--- ABOUT THIS EXERCISE ---
All lines of the listing below are to be printed again exactly.
□ □ □ □
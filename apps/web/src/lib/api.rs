//! HTTP helpers for the application API with a fixed timeout and consistent
//! error mapping. Only the submission client uses them; the rest of the portal
//! runs on mock data.

use super::{config::AppConfig, errors::AppError};
use gloo_net::http::Request;
use gloo_timers::callback::Timeout;
use serde::{Serialize, de::DeserializeOwned};
use serde_json::to_string;
use web_sys::AbortController;

/// Default request timeout (milliseconds) applied to all HTTP helpers.
const DEFAULT_TIMEOUT_MS: u32 = 10_000;
/// Maximum number of error body characters surfaced to the UI.
const MAX_ERROR_CHARS: usize = 200;

/// Posts a JSON body and decodes a JSON response.
pub async fn post_json<B: Serialize, T: DeserializeOwned>(
    path: &str,
    body: &B,
) -> Result<T, AppError> {
    let url = build_url(path);
    let payload = to_string(body)
        .map_err(|err| AppError::Serialization(format!("Failed to encode request: {err}")))?;
    let response = send_with_timeout(move |signal| {
        Request::post(&url)
            .header("Content-Type", "application/json")
            .header("Accept", "application/json")
            .abort_signal(Some(signal))
            .body(payload)
            .map_err(|err| AppError::Serialization(format!("Failed to build request: {err}")))
    })
    .await?;

    handle_json_response(response).await
}

/// Builds a URL from the configured API base URL and the provided path.
fn build_url(path: &str) -> String {
    let config = AppConfig::load();
    build_url_with_base(&config.api_base_url, path)
}

/// Builds a URL from an explicit base URL and the provided path.
fn build_url_with_base(base_url: &str, path: &str) -> String {
    let base = base_url.trim().trim_end_matches('/');
    let path = path.trim();

    if base.is_empty() {
        path.to_string()
    } else {
        format!("{}/{}", base, path.trim_start_matches('/'))
    }
}

/// Maps network errors into user-facing `AppError` variants with timeout detection.
fn map_request_error(err: gloo_net::Error) -> AppError {
    classify_request_error(&err.to_string())
}

fn classify_request_error(message: &str) -> AppError {
    let lowered = message.to_lowercase();

    if lowered.contains("timeout") || lowered.contains("abort") {
        AppError::Timeout("Request timed out. Please try again.".to_string())
    } else {
        AppError::Network(format!("Unable to reach the server: {message}"))
    }
}

/// Sends a request with an abort timeout to avoid hanging UI state.
async fn send_with_timeout(
    build_request: impl FnOnce(&web_sys::AbortSignal) -> Result<gloo_net::http::Request, AppError>,
) -> Result<gloo_net::http::Response, AppError> {
    let controller = AbortController::new()
        .map_err(|_| AppError::Config("Failed to initialize request timeout.".to_string()))?;
    let signal = controller.signal();
    let timeout_controller = controller.clone();
    let _timeout = Timeout::new(DEFAULT_TIMEOUT_MS, move || timeout_controller.abort());

    let request = build_request(&signal)?;
    request.send().await.map_err(map_request_error)
}

/// Parses JSON responses and surfaces HTTP errors with sanitized bodies.
async fn handle_json_response<T: DeserializeOwned>(
    response: gloo_net::http::Response,
) -> Result<T, AppError> {
    if response.ok() {
        response
            .json::<T>()
            .await
            .map_err(|err| AppError::Parse(format!("Failed to decode response: {err}")))
    } else {
        let status = response.status();
        let body = response.text().await.unwrap_or_default();
        Err(AppError::Http {
            status,
            message: sanitize_body(&body),
        })
    }
}

/// Trims and truncates HTTP error bodies before they reach the UI.
fn sanitize_body(body: &str) -> String {
    let trimmed = body.trim();
    if trimmed.is_empty() {
        "Request failed.".to_string()
    } else {
        trimmed.chars().take(MAX_ERROR_CHARS).collect()
    }
}

#[cfg(test)]
mod tests {
    use super::{AppError, MAX_ERROR_CHARS, build_url_with_base, classify_request_error, sanitize_body};

    #[test]
    fn build_url_joins_base_and_path() {
        assert_eq!(
            build_url_with_base("https://api.payfee.sl/", "/v1/applications"),
            "https://api.payfee.sl/v1/applications"
        );
        assert_eq!(build_url_with_base("  ", "/v1/applications"), "/v1/applications");
    }

    #[test]
    fn sanitize_body_truncates_and_fills_blank() {
        assert_eq!(sanitize_body("   "), "Request failed.");
        let long = "x".repeat(MAX_ERROR_CHARS + 50);
        assert_eq!(sanitize_body(&long).chars().count(), MAX_ERROR_CHARS);
    }

    #[test]
    fn aborted_requests_are_timeouts() {
        assert!(matches!(
            classify_request_error("The operation was aborted."),
            AppError::Timeout(_)
        ));
        assert!(matches!(
            classify_request_error("Failed to fetch"),
            AppError::Network(_)
        ));
    }
}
□ □ □ □
--- ANSWER BOX ---
filename apps/web/src/lib/api.rs
//! HTTP helpers for the application API with a fixed timeout and consistent
//! error mapping. Only the submission client uses them; the rest of the portal
//! runs on mock data.

use super::{config::AppConfig, errors::AppError};
use gloo_net::http::Request;
use gloo_timers::callback::Timeout;
use serde::{Serialize, de::DeserializeOwned};
use serde_json::to_string;
use web_sys::AbortController;

/// Default request timeout (milliseconds) applied to all HTTP helpers.
const DEFAULT_TIMEOUT_MS: u32 = 10_000;
/// Maximum number of error body characters surfaced to the UI.
const MAX_ERROR_CHARS: usize = 200;

/// Posts a JSON body and decodes a JSON response.
pub async fn post_json<B: Serialize, T: DeserializeOwned>(
    path: &str,
    body: &B,
) -> Result<T, AppError> {
    let url = build_url(path);
    let payload = to_string(body)
        .map_err(|err| AppError::Serialization(format!("Failed to encode request: {err}")))?;
    let response = send_with_timeout(move |signal| {
        Request::post(&url)
            .header("Content-Type", "application/json")
            .header("Accept", "application/json")
            .abort_signal(Some(signal))
            .body(payload)
            .map_err(|err| AppError::Serialization(format!("Failed to build request: {err}")))
    })
    .await?;

    handle_json_response(response).await
}

/// Builds a URL from the configured API base URL and the provided path.
fn build_url(path: &str) -> String {
    let config = AppConfig::load();
    build_url_with_base(&config.api_base_url, path)
}

/// Builds a URL from an explicit base URL and the provided path.
fn build_url_with_base(base_url: &str, path: &str) -> String {
    let base = base_url.trim().trim_end_matches('/');
    let path = path.trim();

    if base.is_empty() {
        path.to_string()
    } else {
        format!("{}/{}", base, path.trim_start_matches('/'))
    }
}

/// Maps network errors into user-facing `AppError` variants with timeout detection.
fn map_request_error(err: gloo_net::Error) -> AppError {
    classify_request_error(&err.to_string())
}

fn classify_request_error(message: &str) -> AppError {
    let lowered = message.to_lowercase();

    if lowered.contains("timeout") || lowered.contains("abort") {
        AppError::Timeout("Request timed out. Please try again.".to_string())
    } else {
        AppError::Network(format!("Unable to reach the server: {message}"))
    }
}

/// Sends a request with an abort timeout to avoid hanging UI state.
async fn send_with_timeout(
    build_request: impl FnOnce(&web_sys::AbortSignal) -> Result<gloo_net::http::Request, AppError>,
) -> Result<gloo_net::http::Response, AppError> {
    let controller = AbortController::new()
        .map_err(|_| AppError::Config("Failed to initialize request timeout.".to_string()))?;
    let signal = controller.signal();
    let timeout_controller = controller.clone();
    let _timeout = Timeout::new(DEFAULT_TIMEOUT_MS, move || timeout_controller.abort());

    let request = build_request(&signal)?;
    request.send().await.map_err(map_request_error)
}

/// Parses JSON responses and surfaces HTTP errors with sanitized bodies.
async fn handle_json_response<T: DeserializeOwned>(
    response: gloo_net::http::Response,
) -> Result<T, AppError> {
    if response.ok() {
        response
            .json::<T>()
            .await
            .map_err(|err| AppError::Parse(format!("Failed to decode response: {err}")))
    } else {
        let status = response.status();
        let body = response.text().await.unwrap_or_default();
        Err(AppError::Http {
            status,
            message: sanitize_body(&body),
        })
    }
}

/// Trims and truncates HTTP error bodies before they reach the UI.
fn sanitize_body(body: &str) -> String {
    let trimmed = body.trim();
    if trimmed.is_empty() {
        "Request failed.".to_string()
    } else {
        trimmed.chars().take(MAX_ERROR_CHARS).collect()
    }
}

#[cfg(test)]
mod tests {
    use super::{AppError, MAX_ERROR_CHARS, build_url_with_base, classify_request_error, sanitize_body};

    #[test]
    fn build_url_joins_base_and_path() {
        assert_eq!(
            build_url_with_base("https://api.payfee.sl/", "/v1/applications"),
            "https://api.payfee.sl/v1/applications"
        );
        assert_eq!(build_url_with_base("  ", "/v1/applications"), "/v1/applications");
    }

    #[test]
    fn sanitize_body_truncates_and_fills_blank() {
        assert_eq!(sanitize_body("   "), "Request failed.");
        let long = "x".repeat(MAX_ERROR_CHARS + 50);
        assert_eq!(sanitize_body(&long).chars().count(), MAX_ERROR_CHARS);
    }

    #[test]
    fn aborted_requests_are_timeouts() {
        assert!(matches!(
            classify_request_error("The operation was aborted."),
            AppError::Timeout(_)
        ));
        assert!(matches!(
            classify_request_error("Failed to fetch"),
            AppError::Network(_)
        ));
    }
}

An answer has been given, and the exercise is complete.